DIRECTIONS
Send back all the data below, exactly as given.

⟨

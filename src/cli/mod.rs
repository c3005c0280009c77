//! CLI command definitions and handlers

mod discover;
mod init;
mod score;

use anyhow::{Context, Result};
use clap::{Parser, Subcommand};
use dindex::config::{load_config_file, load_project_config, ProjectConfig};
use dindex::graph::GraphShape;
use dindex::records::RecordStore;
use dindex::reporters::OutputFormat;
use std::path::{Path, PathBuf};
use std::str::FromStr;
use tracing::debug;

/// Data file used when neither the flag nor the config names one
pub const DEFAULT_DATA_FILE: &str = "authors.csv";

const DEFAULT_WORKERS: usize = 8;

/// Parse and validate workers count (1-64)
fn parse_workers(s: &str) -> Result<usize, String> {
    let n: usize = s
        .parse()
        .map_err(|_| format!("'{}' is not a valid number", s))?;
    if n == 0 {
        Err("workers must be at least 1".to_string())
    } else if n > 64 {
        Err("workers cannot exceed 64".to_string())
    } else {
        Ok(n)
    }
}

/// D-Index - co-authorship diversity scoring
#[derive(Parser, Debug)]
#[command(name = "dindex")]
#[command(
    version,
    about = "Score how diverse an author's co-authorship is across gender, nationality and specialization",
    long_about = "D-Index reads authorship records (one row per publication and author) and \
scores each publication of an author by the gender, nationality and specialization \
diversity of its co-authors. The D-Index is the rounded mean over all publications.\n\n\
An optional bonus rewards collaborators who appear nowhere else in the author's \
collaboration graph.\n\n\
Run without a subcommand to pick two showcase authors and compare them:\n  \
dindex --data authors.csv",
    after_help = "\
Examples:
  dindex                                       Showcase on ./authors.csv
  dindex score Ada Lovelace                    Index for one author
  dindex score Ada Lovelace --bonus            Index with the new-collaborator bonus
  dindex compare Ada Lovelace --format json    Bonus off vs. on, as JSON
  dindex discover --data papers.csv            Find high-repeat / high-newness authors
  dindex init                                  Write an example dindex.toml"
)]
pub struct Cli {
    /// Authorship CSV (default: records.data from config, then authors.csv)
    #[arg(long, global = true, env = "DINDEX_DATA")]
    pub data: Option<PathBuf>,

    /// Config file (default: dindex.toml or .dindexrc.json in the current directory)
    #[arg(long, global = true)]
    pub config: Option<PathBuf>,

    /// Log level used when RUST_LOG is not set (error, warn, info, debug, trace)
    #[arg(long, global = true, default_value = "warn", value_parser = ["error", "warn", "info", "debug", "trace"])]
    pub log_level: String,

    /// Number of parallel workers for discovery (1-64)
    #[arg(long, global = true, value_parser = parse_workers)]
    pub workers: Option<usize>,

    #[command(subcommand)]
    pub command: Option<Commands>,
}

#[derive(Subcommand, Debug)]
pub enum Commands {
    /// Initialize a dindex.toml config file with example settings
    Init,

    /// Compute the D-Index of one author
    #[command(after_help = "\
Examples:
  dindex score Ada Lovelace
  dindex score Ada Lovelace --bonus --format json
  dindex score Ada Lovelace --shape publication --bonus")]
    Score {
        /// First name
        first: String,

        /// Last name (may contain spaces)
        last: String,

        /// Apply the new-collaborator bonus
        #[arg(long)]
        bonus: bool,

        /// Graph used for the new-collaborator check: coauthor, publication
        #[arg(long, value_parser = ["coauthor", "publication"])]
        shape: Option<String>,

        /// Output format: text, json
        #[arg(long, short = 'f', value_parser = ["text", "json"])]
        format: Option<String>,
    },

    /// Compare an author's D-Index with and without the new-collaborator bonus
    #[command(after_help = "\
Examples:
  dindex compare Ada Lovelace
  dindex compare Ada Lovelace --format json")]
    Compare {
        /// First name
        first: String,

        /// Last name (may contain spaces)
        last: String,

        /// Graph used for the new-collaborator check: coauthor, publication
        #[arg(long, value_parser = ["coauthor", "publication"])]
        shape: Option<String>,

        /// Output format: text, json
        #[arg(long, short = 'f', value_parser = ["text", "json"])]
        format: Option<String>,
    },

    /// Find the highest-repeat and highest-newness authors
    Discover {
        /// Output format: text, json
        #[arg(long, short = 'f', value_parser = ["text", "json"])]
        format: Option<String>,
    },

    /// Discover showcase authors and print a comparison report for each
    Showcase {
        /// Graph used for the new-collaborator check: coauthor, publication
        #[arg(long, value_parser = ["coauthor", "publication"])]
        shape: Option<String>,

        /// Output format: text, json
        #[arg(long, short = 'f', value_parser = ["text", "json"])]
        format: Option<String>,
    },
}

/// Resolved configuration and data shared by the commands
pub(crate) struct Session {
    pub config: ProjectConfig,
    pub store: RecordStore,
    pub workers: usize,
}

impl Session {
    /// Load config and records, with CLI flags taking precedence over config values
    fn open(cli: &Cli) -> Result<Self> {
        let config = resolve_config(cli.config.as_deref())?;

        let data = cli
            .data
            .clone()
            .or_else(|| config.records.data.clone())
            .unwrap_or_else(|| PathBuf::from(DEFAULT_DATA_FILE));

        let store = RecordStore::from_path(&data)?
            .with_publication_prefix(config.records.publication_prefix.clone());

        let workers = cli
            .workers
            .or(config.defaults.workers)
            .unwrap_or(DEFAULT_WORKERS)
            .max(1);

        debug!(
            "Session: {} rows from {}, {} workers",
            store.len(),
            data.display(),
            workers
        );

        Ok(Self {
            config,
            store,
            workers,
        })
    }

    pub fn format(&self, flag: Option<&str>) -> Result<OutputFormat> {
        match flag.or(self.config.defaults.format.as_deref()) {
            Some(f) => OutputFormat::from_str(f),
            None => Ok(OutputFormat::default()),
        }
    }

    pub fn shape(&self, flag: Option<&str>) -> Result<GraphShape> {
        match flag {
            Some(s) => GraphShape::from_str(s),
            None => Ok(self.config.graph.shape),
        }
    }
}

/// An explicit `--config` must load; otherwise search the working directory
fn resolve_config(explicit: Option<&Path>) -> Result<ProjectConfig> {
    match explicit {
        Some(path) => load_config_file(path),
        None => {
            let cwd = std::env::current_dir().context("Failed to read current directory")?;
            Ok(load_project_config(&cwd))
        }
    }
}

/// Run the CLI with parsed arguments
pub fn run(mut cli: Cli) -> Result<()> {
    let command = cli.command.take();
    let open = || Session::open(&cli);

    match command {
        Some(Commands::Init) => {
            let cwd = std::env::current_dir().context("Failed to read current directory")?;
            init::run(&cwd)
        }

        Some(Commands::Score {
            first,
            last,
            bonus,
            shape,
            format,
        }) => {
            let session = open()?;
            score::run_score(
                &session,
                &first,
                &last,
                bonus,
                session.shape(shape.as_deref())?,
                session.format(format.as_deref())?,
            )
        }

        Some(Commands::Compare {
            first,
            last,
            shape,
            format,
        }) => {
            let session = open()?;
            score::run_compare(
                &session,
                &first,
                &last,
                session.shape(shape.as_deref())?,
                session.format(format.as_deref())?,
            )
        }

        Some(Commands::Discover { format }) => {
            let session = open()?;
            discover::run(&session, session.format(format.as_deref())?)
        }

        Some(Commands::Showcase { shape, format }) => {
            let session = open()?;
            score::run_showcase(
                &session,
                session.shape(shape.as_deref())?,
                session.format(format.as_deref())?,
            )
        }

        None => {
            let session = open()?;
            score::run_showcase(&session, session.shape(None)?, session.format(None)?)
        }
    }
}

⟩

REPLY
filename src/cli/mod.rs
repository c3005c0280009c77
//! CLI command definitions and handlers

mod discover;
mod init;
mod score;

use anyhow::{Context, Result};
use clap::{Parser, Subcommand};
use dindex::config::{load_config_file, load_project_config, ProjectConfig};
use dindex::graph::GraphShape;
use dindex::records::RecordStore;
use dindex::reporters::OutputFormat;
use std::path::{Path, PathBuf};
use std::str::FromStr;
use tracing::debug;

/// Data file used when neither the flag nor the config names one
pub const DEFAULT_DATA_FILE: &str = "authors.csv";

const DEFAULT_WORKERS: usize = 8;

/// Parse and validate workers count (1-64)
fn parse_workers(s: &str) -> Result<usize, String> {
    let n: usize = s
        .parse()
        .map_err(|_| format!("'{}' is not a valid number", s))?;
    if n == 0 {
        Err("workers must be at least 1".to_string())
    } else if n > 64 {
        Err("workers cannot exceed 64".to_string())
    } else {
        Ok(n)
    }
}

/// D-Index - co-authorship diversity scoring
#[derive(Parser, Debug)]
#[command(name = "dindex")]
#[command(
    version,
    about = "Score how diverse an author's co-authorship is across gender, nationality and specialization",
    long_about = "D-Index reads authorship records (one row per publication and author) and \
scores each publication of an author by the gender, nationality and specialization \
diversity of its co-authors. The D-Index is the rounded mean over all publications.\n\n\
An optional bonus rewards collaborators who appear nowhere else in the author's \
collaboration graph.\n\n\
Run without a subcommand to pick two showcase authors and compare them:\n  \
dindex --data authors.csv",
    after_help = "\
Examples:
  dindex                                       Showcase on ./authors.csv
  dindex score Ada Lovelace                    Index for one author
  dindex score Ada Lovelace --bonus            Index with the new-collaborator bonus
  dindex compare Ada Lovelace --format json    Bonus off vs. on, as JSON
  dindex discover --data papers.csv            Find high-repeat / high-newness authors
  dindex init                                  Write an example dindex.toml"
)]
pub struct Cli {
    /// Authorship CSV (default: records.data from config, then authors.csv)
    #[arg(long, global = true, env = "DINDEX_DATA")]
    pub data: Option<PathBuf>,

    /// Config file (default: dindex.toml or .dindexrc.json in the current directory)
    #[arg(long, global = true)]
    pub config: Option<PathBuf>,

    /// Log level used when RUST_LOG is not set (error, warn, info, debug, trace)
    #[arg(long, global = true, default_value = "warn", value_parser = ["error", "warn", "info", "debug", "trace"])]
    pub log_level: String,

    /// Number of parallel workers for discovery (1-64)
    #[arg(long, global = true, value_parser = parse_workers)]
    pub workers: Option<usize>,

    #[command(subcommand)]
    pub command: Option<Commands>,
}

#[derive(Subcommand, Debug)]
pub enum Commands {
    /// Initialize a dindex.toml config file with example settings
    Init,

    /// Compute the D-Index of one author
    #[command(after_help = "\
Examples:
  dindex score Ada Lovelace
  dindex score Ada Lovelace --bonus --format json
  dindex score Ada Lovelace --shape publication --bonus")]
    Score {
        /// First name
        first: String,

        /// Last name (may contain spaces)
        last: String,

        /// Apply the new-collaborator bonus
        #[arg(long)]
        bonus: bool,

        /// Graph used for the new-collaborator check: coauthor, publication
        #[arg(long, value_parser = ["coauthor", "publication"])]
        shape: Option<String>,

        /// Output format: text, json
        #[arg(long, short = 'f', value_parser = ["text", "json"])]
        format: Option<String>,
    },

    /// Compare an author's D-Index with and without the new-collaborator bonus
    #[command(after_help = "\
Examples:
  dindex compare Ada Lovelace
  dindex compare Ada Lovelace --format json")]
    Compare {
        /// First name
        first: String,

        /// Last name (may contain spaces)
        last: String,

        /// Graph used for the new-collaborator check: coauthor, publication
        #[arg(long, value_parser = ["coauthor", "publication"])]
        shape: Option<String>,

        /// Output format: text, json
        #[arg(long, short = 'f', value_parser = ["text", "json"])]
        format: Option<String>,
    },

    /// Find the highest-repeat and highest-newness authors
    Discover {
        /// Output format: text, json
        #[arg(long, short = 'f', value_parser = ["text", "json"])]
        format: Option<String>,
    },

    /// Discover showcase authors and print a comparison report for each
    Showcase {
        /// Graph used for the new-collaborator check: coauthor, publication
        #[arg(long, value_parser = ["coauthor", "publication"])]
        shape: Option<String>,

        /// Output format: text, json
        #[arg(long, short = 'f', value_parser = ["text", "json"])]
        format: Option<String>,
    },
}

/// Resolved configuration and data shared by the commands
pub(crate) struct Session {
    pub config: ProjectConfig,
    pub store: RecordStore,
    pub workers: usize,
}

impl Session {
    /// Load config and records, with CLI flags taking precedence over config values
    fn open(cli: &Cli) -> Result<Self> {
        let config = resolve_config(cli.config.as_deref())?;

        let data = cli
            .data
            .clone()
            .or_else(|| config.records.data.clone())
            .unwrap_or_else(|| PathBuf::from(DEFAULT_DATA_FILE));

        let store = RecordStore::from_path(&data)?
            .with_publication_prefix(config.records.publication_prefix.clone());

        let workers = cli
            .workers
            .or(config.defaults.workers)
            .unwrap_or(DEFAULT_WORKERS)
            .max(1);

        debug!(
            "Session: {} rows from {}, {} workers",
            store.len(),
            data.display(),
            workers
        );

        Ok(Self {
            config,
            store,
            workers,
        })
    }

    pub fn format(&self, flag: Option<&str>) -> Result<OutputFormat> {
        match flag.or(self.config.defaults.format.as_deref()) {
            Some(f) => OutputFormat::from_str(f),
            None => Ok(OutputFormat::default()),
        }
    }

    pub fn shape(&self, flag: Option<&str>) -> Result<GraphShape> {
        match flag {
            Some(s) => GraphShape::from_str(s),
            None => Ok(self.config.graph.shape),
        }
    }
}

/// An explicit `--config` must load; otherwise search the working directory
fn resolve_config(explicit: Option<&Path>) -> Result<ProjectConfig> {
    match explicit {
        Some(path) => load_config_file(path),
        None => {
            let cwd = std::env::current_dir().context("Failed to read current directory")?;
            Ok(load_project_config(&cwd))
        }
    }
}

/// Run the CLI with parsed arguments
pub fn run(mut cli: Cli) -> Result<()> {
    let command = cli.command.take();
    let open = || Session::open(&cli);

    match command {
        Some(Commands::Init) => {
            let cwd = std::env::current_dir().context("Failed to read current directory")?;
            init::run(&cwd)
        }

        Some(Commands::Score {
            first,
            last,
            bonus,
            shape,
            format,
        }) => {
            let session = open()?;
            score::run_score(
                &session,
                &first,
                &last,
                bonus,
                session.shape(shape.as_deref())?,
                session.format(format.as_deref())?,
            )
        }

        Some(Commands::Compare {
            first,
            last,
            shape,
            format,
        }) => {
            let session = open()?;
            score::run_compare(
                &session,
                &first,
                &last,
                session.shape(shape.as_deref())?,
                session.format(format.as_deref())?,
            )
        }

        Some(Commands::Discover { format }) => {
            let session = open()?;
            discover::run(&session, session.format(format.as_deref())?)
        }

        Some(Commands::Showcase { shape, format }) => {
            let session = open()?;
            score::run_showcase(
                &session,
                session.shape(shape.as_deref())?,
                session.format(format.as_deref())?,
            )
        }

        None => {
            let session = open()?;
            score::run_showcase(&session, session.shape(None)?, session.format(None)?)
        }
    }
}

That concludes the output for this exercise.